A Pradier1, A C Mamez2, C Stephan3, F Giannotti3, S Masouridi-Levrat3, S Wang4, S Morin3, D Neofytos5, D L Vu5, A Melotti4, I Arm6, C S Eberhardt7, J Tamburini4, L Kaiser8, Y Chalandon1, F Simonetta9. 1. Division of Hematology, Department of Oncology, Geneva University Hospitals, University of Geneva, Geneva; Translational Research Centre in Onco-Haematology, Faculty of Medicine, University of Geneva, Geneva. 2. Division of Hematology, Department of Oncology, Geneva University Hospitals, University of Geneva, Geneva. Electronic address: anne-claire.mamez@hcuge.ch. 3. Division of Hematology, Department of Oncology, Geneva University Hospitals, University of Geneva, Geneva. 4. Translational Research Centre in Onco-Haematology, Faculty of Medicine, University of Geneva, Geneva. 5. Division of Infectious Diseases, Geneva University Hospitals, Geneva. 6. Laboratory of Virology, Division of Infectious Diseases and Division of Laboratory Medicine, University Hospitals of Geneva & Faculty of Medicine, University of Geneva, Geneva. 7. Center for Vaccinology, University Hospitals of Geneva Division of General Pediatrics, Department of Woman, Child and Adolescent Medicine, Faculty of Medicine, University of Geneva, Geneva. 8. Division of Infectious Diseases, Geneva University Hospitals, Geneva; Laboratory of Virology, Division of Infectious Diseases and Division of Laboratory Medicine, University Hospitals of Geneva & Faculty of Medicine, University of Geneva, Geneva; Geneva Centre for Emerging Viral Diseases, Geneva University Hospitals, Geneva, Switzerland. 9. Division of Hematology, Department of Oncology, Geneva University Hospitals, University of Geneva, Geneva; Translational Research Centre in Onco-Haematology, Faculty of Medicine, University of Geneva, Geneva. Electronic address: federico.simonetta@unige.ch.

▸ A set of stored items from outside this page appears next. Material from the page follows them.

//! The schedule-mutation algebra.
//!
//! # Design
//!
//! All operations edit one operator's day itinerary, always through visit
//! IDs so every read goes back to the store after the previous mutation.
//! [`ItineraryEdit`] bundles the read-only context (graph, the operator's
//! day parameters, whether delay absorption is enabled); the store is passed
//! per call because the caller usually holds it mutably for other work too.
//!
//! The central quantity is *cumulable delay*: the slack available inside a
//! time window, i.e. every gap between consecutive stops in excess of the
//! required travel, the bookending home-to-first and last-to-home margins,
//! and the per-visit shortening budgets (a visit may compress to 85 % of
//! its scheduled duration).  An overrun is absorbable iff it fits in the
//! cumulable delay plus the allowed-delay grace; otherwise the day sheds
//! its last scheduled visit and tries again.

use tracing::{debug, trace};

use hc_core::time::MAX_ALLOWED_DELAY;
use hc_core::{Day, Minute, VisitId};
use hc_spatial::CommutingGraph;

use crate::store::VisitStore;
use crate::visit::StateKind;
use crate::windows::OperatorDay;

/// Editing context for one operator-day.
pub struct ItineraryEdit<'a> {
    pub graph: &'a CommutingGraph,
    pub op: OperatorDay,
    pub day: Day,
    /// When false, shrink/stretch absorption is disabled and overruns
    /// propagate raw (measurement mode).
    pub handle_delay: bool,
}

impl ItineraryEdit<'_> {
    // ── Slack accounting ──────────────────────────────────────────────────

    /// Earliest time the operator can be back home after the day's last
    /// stop, floored by the contractual end of day.
    pub fn estimated_return_home(&self, store: &VisitStore) -> Minute {
        let stops = store.day_stops(self.op.operator, self.day);
        match stops.last() {
            None => self.op.close,
            Some(last) => {
                let home_leg = self.graph.travel_time(last.municipality, self.op.home);
                (last.end + home_leg).max(self.op.close)
            }
        }
    }

    /// Slack available between `from` and `to` to absorb delays.
    ///
    /// `None` bounds default to the operator's day window.  When `to` is
    /// `None` the result is additionally reduced by any projected overrun of
    /// the return-home time past the end of day.  Returns −1 for an empty
    /// itinerary (no schedule, nothing to absorb into).
    pub fn cumulable_delay(
        &self,
        store: &VisitStore,
        from: Option<Minute>,
        to: Option<Minute>,
    ) -> Minute {
        let stops = store.day_stops(self.op.operator, self.day);
        if stops.is_empty() {
            return -1;
        }

        let from_t = from.unwrap_or(self.op.open);
        let to_t = to.unwrap_or(self.op.close);
        let mut slack: Minute = 0;

        // Home → first stop margin.
        let first = &stops[0];
        let leg = self.graph.travel_time(self.op.home, first.municipality);
        slack += (to_t.min(first.start) - from_t - leg).max(0);

        if from_t < first.end {
            let shortening = store.visit(first.id).shortening_time();
            slack += shortening.min(first.end - from_t);
        }

        // Gap excess between consecutive stops, plus the next stop's
        // shortening budget when it lies inside the window.
        for pair in stops.windows(2) {
            let (cur, next) = (&pair[0], &pair[1]);
            let leg = self.graph.travel_time(cur.municipality, next.municipality);
            slack += (next.start.min(to_t) - from_t.max(cur.end) - leg).max(0);

            if from_t < next.end && next.start < to_t {
                let shortening = store.visit(next.id).shortening_time();
                slack += shortening.min(next.end - from_t).min(to_t - next.start);
            }
        }

        // Last stop → home margin.
        let last = &stops[stops.len() - 1];
        let leg = self.graph.travel_time(last.municipality, self.op.home);
        slack += (to_t - from_t.max(last.end) - leg).max(0);

        // Open-ended window: subtract any projected overrun past end of day.
        if to.is_none() {
            slack += self.op.close - self.estimated_return_home(store);
        }

        slack
    }

    // ── Overrun absorption ────────────────────────────────────────────────

    /// The visit at `id` ran `delta` minutes long: stretch it and ripple the
    /// delay through the rest of the day.
    ///
    /// Subsequent visits first give up their shortening budget, then are
    /// postponed by whatever remains.  If the overrun exceeds the cumulable
    /// slack plus the allowed-delay grace, the day's last SCHEDULED visit is
    /// descheduled and the absorption retried.  Returns how many visits were
    /// descheduled.
    pub fn extend_visit(&self, store: &mut VisitStore, id: VisitId, delta: Minute) -> u32 {
        let mut descheduled = 0;

        loop {
            let itinerary = store.itinerary(self.op.operator, self.day);
            let Some(pos) = itinerary.iter().position(|&v| v == id) else {
                // The visit left the day (e.g. descheduled underneath us).
                return descheduled;
            };

            // Last of the day: stretch freely, nothing follows.
            if pos == itinerary.len() - 1 {
                store.visit_mut(id).stretch_end(delta);
                return descheduled;
            }

            let visit_end = store.visit(id).real().end;
            let slack = self.cumulable_delay(store, Some(visit_end), None);

            if slack + MAX_ALLOWED_DELAY > delta {
                // Absorbable: walk forward shrinking and postponing.
                let mut to_postpone: Vec<(VisitId, Minute)> = Vec::new();
                let mut carry = delta;
                let mut i = pos;
                while carry > 0 && i < itinerary.len() - 1 {
                    let this = itinerary[i];
                    let next = itinerary[i + 1];
                    let leg = self.graph.travel_time(
                        store.visit(this).municipality,
                        store.visit(next).municipality,
                    );

                    let this_end = store.visit(this).real().end;
                    let next_start = store.visit(next).real().start;
                    let mut postponing = (this_end + leg + carry - next_start).max(0);
                    postponing = self.try_shrink(store, next, postponing);

                    if postponing > 0 {
                        to_postpone.push((next, postponing));
                    }
                    carry = postponing;
                    i += 1;
                }

                for (vid, by) in to_postpone {
                    trace!(visit = %vid, by, "postponing visit");
                    store.visit_mut(vid).postpone(by);
                }
                store.visit_mut(id).stretch_end(delta);
                return descheduled;
            }

            // Not absorbable: shed the day's last scheduled visit and retry.
            let last_scheduled = itinerary
                .iter()
                .rev()
                .copied()
                .find(|&v| store.visit(v).kind() == StateKind::Scheduled);
            match last_scheduled {
                Some(shed) => {
                    debug!(visit = %shed, "overrun unabsorbable, descheduling");
                    store.visit_mut(shed).deschedule();
                    descheduled += 1;
                }
                None => {
                    // Nothing left to shed; stretch and accept the overrun.
                    store.visit_mut(id).stretch_end(delta);
                    return descheduled;
                }
            }
        }
    }

    /// Shrink `next` from its start by up to its shortening budget, returning
    /// the postponement still required afterwards.
    fn try_shrink(&self, store: &mut VisitStore, id: VisitId, postponing: Minute) -> Minute {
        if !self.handle_delay || postponing <= 0 {
            return postponing;
        }
        let budget = store.visit(id).shortening_time();
        if budget <= 0 {
            return postponing;
        }
        let shrink = budget.min(postponing);
        trace!(visit = %id, shrink, "shrinking visit from its start");
        store.visit_mut(id).shrink_start(shrink);
        postponing - shrink
    }

    /// Stretch `id` back toward its scheduled duration by up to
    /// `stretch`, bounded by the slack after its end.  Returns the updated
    /// recovered-time budget.
    fn try_stretch(
        &self,
        store: &mut VisitStore,
        id: VisitId,
        stretch: Minute,
        recovered: Minute,
    ) -> Minute {
        if !self.handle_delay || stretch <= 0 {
            return recovered;
        }
        let visit_end = store.visit(id).real().end;
        let slack = self.cumulable_delay(store, Some(visit_end), None).max(0);
        let stretch = stretch.min(slack);
        if stretch <= 0 {
            return recovered;
        }
        trace!(visit = %id, stretch, "stretching visit toward its schedule");
        store.visit_mut(id).stretch_end(stretch);
        recovered - stretch
    }

    // ── Early-finish recovery ─────────────────────────────────────────────

    /// The visit at `id` finished `delta` minutes early: shrink it and pull
    /// the rest of the day back toward the scheduled plan.
    ///
    /// Each later visit is anticipated by the smaller of its accumulated
    /// delay and the free lag before it; visits previously compressed get
    /// their time back where the recovered budget allows.
    pub fn shorten_visit(&self, store: &mut VisitStore, id: VisitId, delta: Minute) {
        store.visit_mut(id).shrink_end(delta);

        let itinerary = store.itinerary(self.op.operator, self.day);
        let Some(v) = store.get(id) else { return };
        let from_start = v.real().start;
        let tail: Vec<VisitId> = itinerary
            .into_iter()
            .filter(|&vid| store.visit(vid).real().start >= from_start)
            .collect();
        if tail.is_empty() {
            return;
        }

        let mut recovered = delta;

        for i in 0..tail.len().saturating_sub(1) {
            let this = tail[i];
            let next = tail[i + 1];

            let this_end = store.visit(this).real().end;
            let next_start = store.visit(next).real().start;
            let mut lag = self.cumulable_delay(store, Some(this_end), Some(next_start));

            let shortened = if i != 0 { store.visit(this).shortened_time() } else { 0 };
            let delay = store.visit(next).delay();

            let anticipate = lag.min(delay);
            if anticipate > 0 {
                trace!(visit = %next, anticipate, "anticipating visit");
                store.visit_mut(next).anticipate(anticipate);
                lag -= anticipate;
            }

            let stretch = shortened.min(lag).min(recovered);
            recovered = self.try_stretch(store, this, stretch, recovered);
        }

        // Give the last visit its compressed time back, bounded by the lag
        // before the trip home.
        let last = tail[tail.len() - 1];
        let last_shortened = store.visit(last).shortened_time();
        let (last_end, last_mun) = {
            let v = store.visit(last);
            (v.real().end, v.municipality)
        };
        let home_leg = self.graph.travel_time(last_mun, self.op.home);
        let lag = (self.op.close - last_end - home_leg).max(0);

        let stretch = last_shortened.min(recovered).min(lag);
        if stretch > 0 {
            trace!(visit = %last, stretch, "stretching last visit of the day");
            store.visit_mut(last).stretch_end(stretch);
        }
    }
}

Allogeneic hematopoietic stem cell transplantation (HSCT) recipients have a higher risk to develop severe COVID-19 and a higher mortality rate compared to the general population (Ljungman et al.) potentially also as a consequence of their reduced ability to respond to vaccination (Mamez et al. ; Redjoul et al. ; Einarsdottir et al.). To evaluate the magnitude and breadth of T cell responses against SARS-CoV-2 in allogeneic HSCT recipients, we performed high-throughput T cell receptor (TCR) repertoire profiling on cells recovered from allogeneic HSCT recipients or healthy controls after COVID-19 natural infection or mRNA-based vaccination.Peripheral blood samples were obtained after COVID-19 infection from allogeneic HSCT recipients (n=11; Supplemental Table 1-2) or healthy controls (HC; n=10; Supplemental Materials). Six out of 11 patients were under immunosuppression for active (n=3) or resolved (n=3) GvHD. T-cell receptor (TCR) beta sequencing (Supplemental Materials) identified SARS-CoV-2 specific T cell clonotypes in both HC and HSCT recipients after COVID-19 infection (Figure 1
A). No difference was observed in the proportion of T cells specific for SARS-CoV-2 between HSCT recipients and HC (data not shown). However, the diversity of the SARS-CoV-2-specific T cell clonotypes, a measure previously shown to be inversely associated with severity of the disease (Elyanow et al. ), was significantly reduced in HSCT recipients compared with HC (Figure 1B). Enzyme-Linked ImmunoSpot (ELISpot) assay (Supplemental Materials) showed significantly lower numbers of IFN-γ spot forming units (SFU) after stimulation of PBMCs from HSCT recipients with peptides from both the SARS-CoV-2 Spike (S) protein (Figure 1B, upper panel) and the membrane glycoprotein (M) plus the nucleocapside phosphoprotein (N) proteins (data not shown) compared with HC. A significant positive correlation between SARS-CoV-2-specific T cell clonotypes and IFN-γ SFU was observed (Figure 1B, upper panel). Conversely, we detected no significant difference in anti-Spike IgG titers and no correlation between antibody titers and different clonotypes (Figure 1B, middle panel). HSCT recipients displayed a less diverse TCR repertoire compared with HC as revealed by higher Simpson clonality and the Simpson clonality negatively correlated with the number of different SARS-CoV-2-specific T cell clonotypes (Figure 1B, lower panel).
Figure 1
Reduced SARS-CoV2-specific T cell clonotypes after COVID-19 infection and vaccination in allogeneic HSCT recipients. (A, C) SARS-CoV-2 specific T cell clonotypes visualized based on the putative sequence of the SARS-CoV-2 genome recognized. (B, D) Scatter plots and marginal bar plots correlating and comparing the number of different SARS-CoV-2 specific T cell clonotypes/1000 T cells, the anti-S IFN-γ SFU, the anti-S IgG titers and the Simpson clonality index in HC and HSCT. Differences between groups were assessed using the Mann–Whitney U test. Correlations were evaluated using a Spearman rank correlation coefficient test.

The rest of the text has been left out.